TEPCo now says it will check soil twice a week for plutonium. NOW?  Why not from the beginning of the disaster you idiots! Plutonium is present in spent fuel rods, and three of the spent fuel pools blew up, remember?  That means plutonium was spread all over during the first week!

Panasonic shipping batteries INTO Japan

Japanese company, Panasonic, is rushing to get batteries shipped into Japan.

Batteries for electronic items have run short after Japanese bought up all they could after the March 11 disasters.

Panasonic makes batteries in Japan, but even with increasing their production, they can’t meet domestic demand.  Usually batteries are shipped by boat, because of their weight, but Panasonic is using airfreight.

Current battery shipments are coming from Indonesia and Thailand. The April shipments will be coming from Belgium and Poland.

Local governments in Japan lost all documentation in Tsunami, computers no help

The coastal towns along the north east coast of Honshu, lost all official documentation regarding their cities, and residents.

Not only “hard copies”, but everything stored on computers. All computers were destroyed by Mother Earth. Basically you would’ve had to store everything of importance inside a old fashioned bank safe.

So much for high tech.

Retail stores cutting back on power, shoppers in the dark

In Japan, in order to cut back on the usage of electricity, many retail stores are cutting back on operating hours, and on lighting.

Japanese consumers have less time to shop, and in some stores, are shopping in the dark.  Stores are keeping most of their lights turned off.

Consumers say they don’t mind, especially because they know it’s due to the triple whammy of disasters that have struck their country.

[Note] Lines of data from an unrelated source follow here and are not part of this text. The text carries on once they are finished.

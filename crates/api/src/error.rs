use axum::{
    http::StatusCode,
    response::{IntoResponse, Response},
    Json,
};
use shadowai_core::Error;
use serde_json::json;
use std::env;
use tracing::{error, warn};

/// API error wrapper that provides secure error handling and response sanitization.
/// 
/// This wrapper ensures that sensitive information is never exposed in API responses,
/// while still providing useful debugging information in logs and development environments.
#[derive(Debug)]
pub struct ApiError {
    error: Error,
    request_id: Option<String>,
    environment: String,
}

impl ApiError {
    /// Create a new API error with environment detection
    pub fn new(error: Error) -> Self {
        let environment = env::var("ENVIRONMENT").unwrap_or_else(|_| "development".to_string());
        Self {
            error,
            request_id: None,
            environment,
        }
    }

    /// Create a new API error with explicit environment
    pub fn new_with_environment(error: Error, environment: String) -> Self {
        Self {
            error,
            request_id: None,
            environment,
        }
    }

    /// Add request ID for correlation and debugging
    pub fn with_request_id(mut self, request_id: String) -> Self {
        self.request_id = Some(request_id);
        self
    }

    /// Check if this error should trigger security monitoring
    pub fn is_security_relevant(&self) -> bool {
        matches!(self.error.code,
            shadowai_core::error::ErrorCode::AuthenticationFailed |
            shadowai_core::error::ErrorCode::AuthorizationFailed |
            shadowai_core::error::ErrorCode::PermissionDenied |
            shadowai_core::error::ErrorCode::OrgMismatch |
            shadowai_core::error::ErrorCode::RateLimitExceeded |
            shadowai_core::error::ErrorCode::TooManyRequests |
            shadowai_core::error::ErrorCode::InvalidCredentials
        )
    }

    /// Log error with appropriate level and security considerations
    fn log_error(&self) {
        let status_code = StatusCode::from_u16(self.error.http_status())
            .unwrap_or(StatusCode::INTERNAL_SERVER_ERROR);

        match status_code.as_u16() {
            500..=599 => {
                // Server errors - log full details for debugging
                error!(
                    error_code = %self.error.code,
                    error_id = %self.error.context.error_id,
                    request_id = ?self.request_id,
                    severity = ?self.error.severity,
                    "Internal server error: {}",
                    self.error
                );

                // In production, also log the full debug info to a separate channel
                if self.environment == "production" {
                    error!(target: "security_audit",
                        error_details = %serde_json::to_string(&self.error.to_debug_json()).unwrap_or_default(),
                        "Production server error - full details"
                    );
                }
            }
            400..=499 => {
                // Client errors - different handling for security-relevant errors
                if self.is_security_relevant() {
                    warn!(target: "security_audit",
                        error_code = %self.error.code,
                        error_id = %self.error.context.error_id,
                        request_id = ?self.request_id,
                        client_ip = ?self.error.context.metadata.get("client_ip"),
                        user_agent = ?self.error.context.metadata.get("user_agent"),
                        "Security-relevant client error: {}",
                        self.error
                    );
                } else {
                    tracing::debug!(
                        error_code = %self.error.code,
                        request_id = ?self.request_id,
                        "Client error: {}",
                        self.error
                    );
                }
            }
            _ => {
                tracing::info!(
                    error_code = %self.error.code,
                    request_id = ?self.request_id,
                    "Informational response: {}",
                    self.error
                );
            }
        }
    }
}

impl From<Error> for ApiError {
    fn from(error: Error) -> Self {
        Self::new(error)
    }
}

impl IntoResponse for ApiError {
    fn into_response(self) -> Response {
        let status_code = StatusCode::from_u16(self.error.http_status())
            .unwrap_or(StatusCode::INTERNAL_SERVER_ERROR);

        // Log error with security considerations
        self.log_error();

        // Create sanitized response based on environment
        let error_response = self.error.to_api_response_with_environment(&self.environment);
        
        // Add request ID if present
        let mut response_json = error_response;
        if let Some(request_id) = &self.request_id {
            if let Some(error_obj) = response_json.get_mut("error") {
                error_obj["request_id"] = json!(request_id);
            }
        }

        // In production, ensure we're not leaking internal information
        if self.environment == "production" && status_code.is_server_error() {
            // Override with minimal information for server errors in production
            response_json = json!({
                "error": {
                    "code": self.error.code,
                    "message": "An internal error occurred. Please try again later.",
                    "error_id": self.error.context.error_id,
                    "request_id": self.request_id,
                    "timestamp": self.error.context.timestamp
                }
            });
        }

        (status_code, Json(response_json)).into_response()
    }
}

No more Daylight savings for Russia

the need to adapt [to the time change] is connected with stress and illnesses.”-Russian President Dmitry Medvedev

This spring is the last time Russia will change its clocks. Come October they’ll be no daylight savings to deal with. In 1981 the Soviet Union started a daylight savings program. Russia continued the program, but more and more health studies, in Russia, are pointing to daylight savings as a cause of stress. Other scientists question those studies.

That fact is that, even here in the United States, a lot of people hate daylight savings.

In the U.S. the idea of daylight savings has been around since Benjamin Franklin. Since 1916 many countries have been experimenting with it.  And many of them think it’s time to get rid of it.

Video of Liquefaction in Action near Tokyo Disneyland, found the video on Youtube

I found the home video of liquefaction near Tokyo Disneyland, in Chiba Prefecture, on YouTube.

The two minute 39 second video shows sidewalks splitting, length wise, then moving in opposite directions. Water then begins to surge up from under the sidewalks and streets.  The person doing the videography starts running as more water comes up everywhere, even asphalt streets start to split.

People are down on the ground, screaming.  Keep in mind that Chiba Prefecture is between 137 and 200 miles from the where the 9.0 quake hit.

Tokyo Disneyland is still closed, after suffering damage from liquefaction.

 

Official Tsunami evacuation point was Death Trap, warnings were made

In an area of Sendai city, in north east Honshu, Japan, there are survivors who are glad they refused to go to the official tsunami evacuation point, an elementary school.  They are alive, but most of the people at the elementary school are not.

Based on computer modeling, disaster officials designated the elementary school as safe from tsunami.  The computer model said tsunamis would not reach so far inland, so the school was safe.  One survivor said he never understood that because the school is near sea level, he ran to a road that was much higher than the school, and survived. He says the tsunami went over the school’s second floor, people were inside.

A scientist, named Otomo (? think that’s his name), has been warning people for at least a year about the faulty claims by disaster officials.  Otomo uses geologic evidence, which shows that tsunamis did indeed reach far inland, past the school.  Officials ignored Otomo’s warnings.

This is an example of high tech ignorance, and arrogance.